Graff chief executive officer François Graff said Hong Kong is a “very natural option” for the company’s IPO and he is optimistic about growth in Asia.
“The opportunity that we perceive in China is an epic opportunity. In the history of our company, we’ve seen many opportunities and pockets of wealth grow in various parts of the world but the opportunity with the growth and wealth in China, and Asia in particular is of such epic proportions that we thought we have to be on the doorstep of that growth with regards to our IPO,” François Graff said.
Graff’s net profit for 2011 rose 10 percent on the year to $115.6 million. Revenue came to $755.6 million in revenue for the year 2011, an increase of 22 percent from 2010.
Within the retail division, sales from Asia increased by 135.6 percent to $120.4 million in 2011, representing 19.3 percent of the company’s overall sales. Gross profit margin for the group was 38.1 percent in 2011.
Graff said first-quarter 2012 results were strong, with all regions recording growth. Overall group revenue increased 24.9 percent to $204.5 million. Sales from Asia increased 114.9 percent to $36.1 million during the quarter.
Graff said it plans to use the IPO proceeds to repay debts, buy inventory from Laurence Graff’s indirectly controlled firm DiamondWorks and purchase outstanding shares of its Monaco retail operations and Safdico, Graff’s procurement and polishing division, as part of a restructuring program aimed at lifting the company’s profit margins.
Executives also said they also expect to improve gross margins by further penetrating the high net worth market with new lines of jewelry priced at less than $1 million and by selling more watches. Watches now account for 3 percent of sales and have a profit margin of about 70 percent. Graff executives said they expect watch sales to increase to 15 percent of sales, which would be more in line with other luxury brands.

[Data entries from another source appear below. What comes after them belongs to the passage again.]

//! Value transforms applied to a field after its alias is resolved.
//!
//! Transforms are pure `Value -> Value` functions. A field applies its
//! transforms in registration order, so `[to_integer, date_format]` and
//! `[date_format, to_integer]` are different pipelines.
//!
//! # YAML Format
//!
//! ```yaml
//! transforms:
//!   - type: trim
//!   - type: replace
//!     from: "-"
//!     to: ""
//!   - type: date_format
//!     from: "%d/%m/%Y"
//!     to: "%Y-%m-%d"
//! ```

use chrono::{DateTime, NaiveDate, NaiveDateTime};
use serde::{Deserialize, Serialize};
use serde_json::{Number, Value};
use std::fmt;
use std::sync::Arc;

use crate::values::{is_empty_value, value_to_string};

/// Date/time layouts tried when a transform has no explicit input pattern.
const FALLBACK_DATETIME_FORMATS: &[&str] = &["%Y-%m-%d %H:%M:%S", "%Y-%m-%dT%H:%M:%S"];
const FALLBACK_DATE_FORMATS: &[&str] = &["%Y-%m-%d"];

/// Injected single-value function used by [`Transform::Custom`].
#[derive(Clone)]
pub struct ValueFn(Arc<dyn Fn(Value) -> Value + Send + Sync>);

impl ValueFn {
    pub fn new(f: impl Fn(Value) -> Value + Send + Sync + 'static) -> Self {
        Self(Arc::new(f))
    }

    pub fn call(&self, value: Value) -> Value {
        (self.0)(value)
    }
}

impl fmt::Debug for ValueFn {
    fn fmt(&self, f: &mut fmt::Formatter<'_>) -> fmt::Result {
        f.write_str("ValueFn(..)")
    }
}

/// A single value transformation.
#[derive(Debug, Clone, Serialize, Deserialize)]
#[serde(tag = "type", rename_all = "snake_case")]
pub enum Transform {
    /// Cast to a 64-bit integer; unparsable values become null
    ToInteger,

    /// Cast to a float; unparsable values become null
    ToFloat,

    /// Cast to a boolean (`1/true/yes/y/on` are true)
    ToBoolean,

    /// Render scalars as strings; null stays null
    ToString,

    /// Trim surrounding whitespace
    Trim,

    /// Lowercase strings
    Lowercase,

    /// Uppercase strings
    Uppercase,

    /// Strip control characters and collapse whitespace runs
    Sanitize,

    /// Replace every occurrence of `from` with `to`
    Replace { from: String, to: String },

    /// Keep at most `length` characters
    Truncate { length: usize },

    /// Substitute `value` for null or empty strings
    Default { value: Value },

    /// Parse a date (unix seconds, RFC 3339 or the `from` pattern) and
    /// render it with the `to` pattern. Unparsable input is left untouched.
    DateFormat {
        #[serde(default)]
        from: Option<String>,
        to: String,
    },

    /// Parse a date into unix seconds. Unparsable input is left untouched.
    UnixTimestamp {
        #[serde(default)]
        from: Option<String>,
    },

    /// Injected function, configured programmatically only
    #[serde(skip)]
    Custom(ValueFn),
}

impl Transform {
    /// Wrap a closure as a transform.
    pub fn custom(f: impl Fn(Value) -> Value + Send + Sync + 'static) -> Self {
        Self::Custom(ValueFn::new(f))
    }

    /// Apply this transform to a value.
    pub fn apply(&self, value: Value) -> Value {
        match self {
            Self::ToInteger => to_integer(value),
            Self::ToFloat => to_float(value),
            Self::ToBoolean => Value::Bool(to_boolean(&value)),
            Self::ToString => match value {
                Value::Null => Value::Null,
                Value::String(s) => Value::String(s),
                other => Value::String(value_to_string(&other)),
            },
            Self::Trim => map_str(value, |s| s.trim().to_string()),
            Self::Lowercase => map_str(value, |s| s.to_lowercase()),
            Self::Uppercase => map_str(value, |s| s.to_uppercase()),
            Self::Sanitize => map_str(value, sanitize),
            Self::Replace { from, to } => {
                if from.is_empty() {
                    value
                } else {
                    map_str(value, |s| s.replace(from.as_str(), to))
                }
            }
            Self::Truncate { length } => map_str(value, |s| s.chars().take(*length).collect()),
            Self::Default { value: default } => {
                if is_empty_value(&value) {
                    default.clone()
                } else {
                    value
                }
            }
            Self::DateFormat { from, to } => match parse_datetime(&value, from.as_deref()) {
                Some(dt) => format_datetime(&dt, to).map(Value::String).unwrap_or(value),
                None => value,
            },
            Self::UnixTimestamp { from } => match parse_datetime(&value, from.as_deref()) {
                Some(dt) => Value::from(dt.and_utc().timestamp()),
                None => value,
            },
            Self::Custom(f) => f.call(value),
        }
    }
}

fn map_str(value: Value, f: impl FnOnce(&str) -> String) -> Value {
    match value {
        Value::String(s) => Value::String(f(&s)),
        other => other,
    }
}

fn sanitize(s: &str) -> String {
    s.split_whitespace()
        .map(|word| word.chars().filter(|c| !c.is_control()).collect::<String>())
        .filter(|word| !word.is_empty())
        .collect::<Vec<_>>()
        .join(" ")
}

fn to_integer(value: Value) -> Value {
    match value {
        Value::Number(n) => match n.as_i64() {
            Some(i) => Value::from(i),
            None => n
                .as_f64()
                .map(|f| Value::from(f.trunc() as i64))
                .unwrap_or(Value::Null),
        },
        Value::String(s) => {
            let s = s.trim();
            if let Ok(i) = s.parse::<i64>() {
                Value::from(i)
            } else if let Ok(f) = s.parse::<f64>() {
                if f.is_finite() {
                    Value::from(f.trunc() as i64)
                } else {
                    Value::Null
                }
            } else {
                Value::Null
            }
        }
        Value::Bool(b) => Value::from(i64::from(b)),
        _ => Value::Null,
    }
}

fn to_float(value: Value) -> Value {
    let f = match &value {
        Value::Number(n) => n.as_f64(),
        Value::String(s) => s.trim().parse::<f64>().ok(),
        Value::Bool(b) => Some(if *b { 1.0 } else { 0.0 }),
        _ => None,
    };
    f.and_then(Number::from_f64)
        .map(Value::Number)
        .unwrap_or(Value::Null)
}

fn to_boolean(value: &Value) -> bool {
    match value {
        Value::Bool(b) => *b,
        Value::Number(n) => n.as_f64().map(|f| f != 0.0).unwrap_or(false),
        Value::String(s) => matches!(
            s.trim().to_ascii_lowercase().as_str(),
            "1" | "true" | "yes" | "y" | "on"
        ),
        _ => false,
    }
}

/// Parse a value into a naive UTC date/time.
///
/// Integers (and all-digit strings) are unix seconds. Strings are tried
/// against `pattern` when given, otherwise RFC 3339 and a few ISO layouts.
pub fn parse_datetime(value: &Value, pattern: Option<&str>) -> Option<NaiveDateTime> {
    match value {
        Value::Number(n) => n
            .as_i64()
            .and_then(|secs| DateTime::from_timestamp(secs, 0))
            .map(|dt| dt.naive_utc()),
        Value::String(s) => {
            let s = s.trim();
            if s.is_empty() {
                return None;
            }
            if let Some(pattern) = pattern {
                return NaiveDateTime::parse_from_str(s, pattern).ok().or_else(|| {
                    NaiveDate::parse_from_str(s, pattern)
                        .ok()
                        .and_then(|d| d.and_hms_opt(0, 0, 0))
                });
            }
            if let Ok(secs) = s.parse::<i64>() {
                return DateTime::from_timestamp(secs, 0).map(|dt| dt.naive_utc());
            }
            if let Ok(dt) = DateTime::parse_from_rfc3339(s) {
                return Some(dt.naive_utc());
            }
            FALLBACK_DATETIME_FORMATS
                .iter()
                .find_map(|f| NaiveDateTime::parse_from_str(s, f).ok())
                .or_else(|| {
                    FALLBACK_DATE_FORMATS
                        .iter()
                        .find_map(|f| NaiveDate::parse_from_str(s, f).ok())
                        .and_then(|d| d.and_hms_opt(0, 0, 0))
                })
        }
        _ => None,
    }
}

/// Render a date/time with a chrono pattern, or `None` if the pattern is invalid.
pub fn format_datetime(dt: &NaiveDateTime, pattern: &str) -> Option<String> {
    use std::fmt::Write;

    let mut out = String::new();
    write!(out, "{}", dt.format(pattern)).ok()?;
    Some(out)
}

The jeweler said it plans to open five stores in the third-quarter of this year, in Hong Kong, Tokyo, Shanghai, Macau and Hangzhou, China.
Graff was listed once before in London during the Seventies but “the world is a very different place now and our business today is orders of magnitude more substantial, more diverse and more solid,” François Graff said.
Some market players voiced tepid reactions to the offer.
Castor Pang, head of research at Core Pacific-Yamaichi, said he isn’t recommending Graff as a buy because the pricing is not attractive, plus the current market situation makes such an investment dicey. Pang said what gives him pause, in particular, is that the IPO involves selling old shares and using proceeds to buy their assets, which he interprets as “trying to help shareholders to liquidate their assets. It doesn’t leave a good impression for the investor.”
Pang also has concerns about Graff’s high sales concentration in Europe. “It seems that the uncertainty of the economic situation [in Europe] will have negative impact on their business,” he said.
Alvin Cheung, associate director at Prudential Brokerage, said, “Investors are not interested in investing in any IPO recently [and won’t be] in the coming few weeks.” He said he’s seeing more investor interest in the upcoming iBonds, or inflation-indexed bonds, that the Hong Kong government plans to issue this summer.